Ces mots sont d’une violence extrême. De plus, ils sont prononcés après plusieurs paroles toutes autant déshonorantes et blessantes. Dans cette scène, la haine de Toni envers les palestiniens atteint son paroxysme. Il est évident que cette insulte vise moins la personne de Yasser que son appartenance ethnique, sa situation de réfugié chassé de Jordanie et dénigré par les chrétiens libanais. Le personnage de Toni à ce moment apparaît vraiment comme l’antagoniste de l’histoire. C’est lui qui jette la première gouttiè...pierre. A la base, Yasser avait entrepris de changer la gouttière du balcon de Toni qui n’était pas en règle. Ce dernier l’a chassé de chez lui et, une fois le changement effectué, détruit la nouvelle gouttière, ce qui humilie Yasser. Celui-ci l’insulte alors de « sale con » (difficile de lui en vouloir). Toni demande à l’employeur de Yasser qu’il vienne s’excuser pour l’insulte.
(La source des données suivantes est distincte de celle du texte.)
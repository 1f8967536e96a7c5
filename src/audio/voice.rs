use std::sync::Arc;

use super::frame::StereoFrame;
use super::sample_buffer::SampleBuffer;

/// One playing instance of a buffer. Voices are one-shot: they run to the
/// end of the buffer and then go idle.
#[derive(Clone, Debug)]
pub struct Voice {
    buffer: Arc<SampleBuffer>,
    pos: usize,
    gain: f32,
}

impl Voice {
    pub fn new(buffer: Arc<SampleBuffer>, gain: f32) -> Self {
        Self { buffer, pos: 0, gain }
    }

    pub fn pos(&self) -> usize {
        self.pos
    }

    pub fn is_done(&self) -> bool {
        self.pos >= self.buffer.data.len()
    }

    /// Mix this voice into `out`. Returns false once the voice has finished.
    pub fn render_into(&mut self, out: &mut [StereoFrame]) -> bool {
        let data = &self.buffer.data;
        let remaining = data.len().saturating_sub(self.pos);
        let n = remaining.min(out.len());
        for (frame, sample) in out[..n].iter_mut().zip(&data[self.pos..self.pos + n]) {
            frame.mix(sample.scaled(self.gain));
        }
        self.pos += n;
        !self.is_done()
    }
}
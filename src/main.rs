mod tui;

use std::fs::OpenOptions;
use std::path::{Path, PathBuf};
use std::sync::Arc;
use std::time::Duration;

use anyhow::Context;
use crossterm::event::{DisableMouseCapture, EnableMouseCapture};
use crossterm::terminal::{self, EnterAlternateScreen, LeaveAlternateScreen};
use ratatui::backend::CrosstermBackend;
use ratatui::Terminal;

use padloop::clock::{Clock, SystemClock};
use padloop::config::{self, Config, PADLOOP_DIR};
use padloop::loader::signer::{HttpSigner, NoSigner, UrlSigner};
use padloop::pipeline::catalog::{DirectoryCatalog, SoundCatalog, SoundInfo};
use padloop::pipeline::persistence::{FragmentRepository, JsonFragmentStore};
use padloop::shared::{InputEvent, PadEvent};
use padloop::{AudioEngine, PadSession};
use tui::mode::{Overlay, SheetEntry, TuiState};

const LOG_FILE: &str = "padloop.log";

fn main() {
    if let Err(e) = run() {
        eprintln!("Error: {}", e);
        std::process::exit(1);
    }
}

fn run() -> anyhow::Result<()> {
    let project_dir: PathBuf = match std::env::args().nth(1) {
        Some(dir) => PathBuf::from(dir),
        None => std::env::current_dir()?,
    };
    init_logging(&project_dir)?;

    let config_path = config::config_path(&project_dir);
    let config: Config = config::load_config(&config_path);
    if !config_path.exists() {
        // leave the defaults somewhere they can be edited
        if let Err(e) = config::save_config(&config, &config_path) {
            log::warn!("could not write default config: {e:#}");
        }
    }
    let catalog = DirectoryCatalog::open(&project_dir, &config.loader.sounds_dir)
        .with_context(|| format!("reading sounds from {}", project_dir.display()))?;
    let sheet_entries = catalog.entries();
    let signer: Arc<dyn UrlSigner> = match &config.storage.signer_endpoint {
        Some(endpoint) => Arc::new(HttpSigner::new(
            endpoint.clone(),
            Duration::from_secs(config.storage.timeout_secs),
        )),
        None => Arc::new(NoSigner),
    };

    // reopen the newest fragment, or start a blank one
    let mut store = JsonFragmentStore::in_project(&project_dir);
    let mut session = match store.list(1, None) {
        Ok((page, _)) if !page.is_empty() => {
            log::info!("reopening {}", page[0].id.as_deref().unwrap_or("fragment"));
            PadSession::from_record(&page[0], &config, Box::new(catalog), signer)
        }
        Ok(_) => PadSession::new(&config, Box::new(catalog), signer),
        Err(e) => {
            log::warn!("could not list fragments ({e}), starting blank");
            PadSession::new(&config, Box::new(catalog), signer)
        }
    };

    let mut engine = AudioEngine::init(&config, &project_dir);
    session.prepare(&engine);

    terminal::enable_raw_mode()?;
    crossterm::execute!(std::io::stdout(), EnterAlternateScreen, EnableMouseCapture)?;
    let _guard = RawModeGuard; // auto drops when out of scope

    let backend = CrosstermBackend::new(std::io::stdout());
    let mut term = Terminal::new(backend)?;
    term.clear()?;

    let clock = SystemClock::new();
    let tick_rate = Duration::from_millis(16); // ~60fps
    let mut ts = TuiState::new(config.gesture.cell_width_px);

    'frames: loop {
        let ds = session.display_state(&engine);
        sync_sheet(&mut ts, &session, &sheet_entries);

        term.draw(|frame| {
            tui::view::render(frame, frame.area(), &ds, &mut ts);
        })?;

        for event in tui::input::poll_input(tick_rate, &mut ts)? {
            if event == InputEvent::Quit {
                break 'frames;
            }
            let events = session.handle_input(event, clock.now(), &mut engine);
            react(&mut ts, &events);
        }

        let events = session.tick(clock.now(), &engine);
        react(&mut ts, &events);
    }

    // save before quitting
    session.teardown();
    if let Err(e) = store.save(&session.to_record()) {
        log::error!("could not save fragment: {e}");
    }
    drop(term);
    engine.dispose();
    Ok(())
}

// things the tui itself has to do something about
fn react(ts: &mut TuiState, events: &[PadEvent]) {
    for event in events {
        match event {
            PadEvent::LongPressed { pad } => {
                ts.dragging = None;
                ts.overlay = Overlay::SoundSheet { pad: *pad, page: 0 };
            }
            PadEvent::Tapped { pad, .. } | PadEvent::Swiped { pad, .. } => ts.last_pad = *pad,
            _ => {}
        }
    }
}

fn sync_sheet(ts: &mut TuiState, session: &PadSession, entries: &[SoundInfo]) {
    let Some(pad) = ts.sheet_pad() else {
        return;
    };
    ts.sheet_entries = entries
        .iter()
        .map(|info| SheetEntry {
            sound_id: info.id.clone(),
            name: info.name.clone(),
            color: session.color_of(&info.id).map(str::to_string),
        })
        .collect();
    ts.sheet_on_pad = session
        .grid()
        .pad(pad)
        .map(|p| p.sounds.iter().map(|s| s.sound_id.clone()).collect())
        .unwrap_or_default();
}

// the terminal is ours, so logs go to <project>/.padloop/padloop.log
fn init_logging(project_dir: &Path) -> anyhow::Result<()> {
    let dir = project_dir.join(PADLOOP_DIR);
    std::fs::create_dir_all(&dir).with_context(|| format!("creating {}", dir.display()))?;
    let file = OpenOptions::new()
        .create(true)
        .append(true)
        .open(dir.join(LOG_FILE))
        .context("opening log file")?;
    env_logger::Builder::from_env(env_logger::Env::default().default_filter_or("info"))
        .target(env_logger::Target::Pipe(Box::new(file)))
        .init();
    Ok(())
}

struct RawModeGuard;
impl Drop for RawModeGuard {
    fn drop(&mut self) {
        let _ = crossterm::execute!(std::io::stdout(), DisableMouseCapture, LeaveAlternateScreen);
        let _ = terminal::disable_raw_mode();
    }
}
Dans un premier temps, Yasser refuse et, obligé par son patron, fini par s’y résoudre. En arrivant au garage de Toni, il hésite encore car ce dernier était en train de regarder une émission qui diffusait des propos haineux à l’encontre des palestiniens. Et c’est à ce moment que l’insulte va être prononcée. Elle a tellement d’impact sur Yasser que, lorsque Toni va porter plainte contre lui pour coups et blessures, il refusera de la prononcer devant le juge alors que ça pourrait jouer en sa faveur. Mais ces paroles sont tellement dégradantes, elles ont atteint sa dignité. Une petite insulte et le refus de s’excuser vont entrainer une insulte bien plus grave et impardonnable. On apprendra, plus tard dans le film, les causes de la haine de Toni envers les palestiniens : un épisode tragique de son enfance, le massacre de son village natal, Damour, auquel des milices palestiniennes ont participées. Si cette révélation (introduite dans une brève scène de flash-back plus tôt dans le film) n’excuse en rien les paroles prononcées, elle a le mérite de donner de l’épaisseur au personnage de Toni mais également au récit. Le Liban est un pays qui n’a jamais panser ses plaies (les multiples guerres civiles et les massacres comme celui de Damour) mais les a laissé pourrir : « La guerre est finie depuis 1990. Mais pas dans la tête des gens ». Ce passé tragique et refoulé explique la haine qui gangrène le pays aujourd’hui et les deux personnages principaux du film en sont victimes. Et à ce sujet, les dernières paroles de la juge sont éloquentes :



« Cette affaire nous paraît claire et évidente mais elle est tout sauf ça. […] A un moment, on vous a considérés tous les deux coupables, mais au vu des éléments présentés par les deux avocats, nous sommes revenus à l’origine du problème. »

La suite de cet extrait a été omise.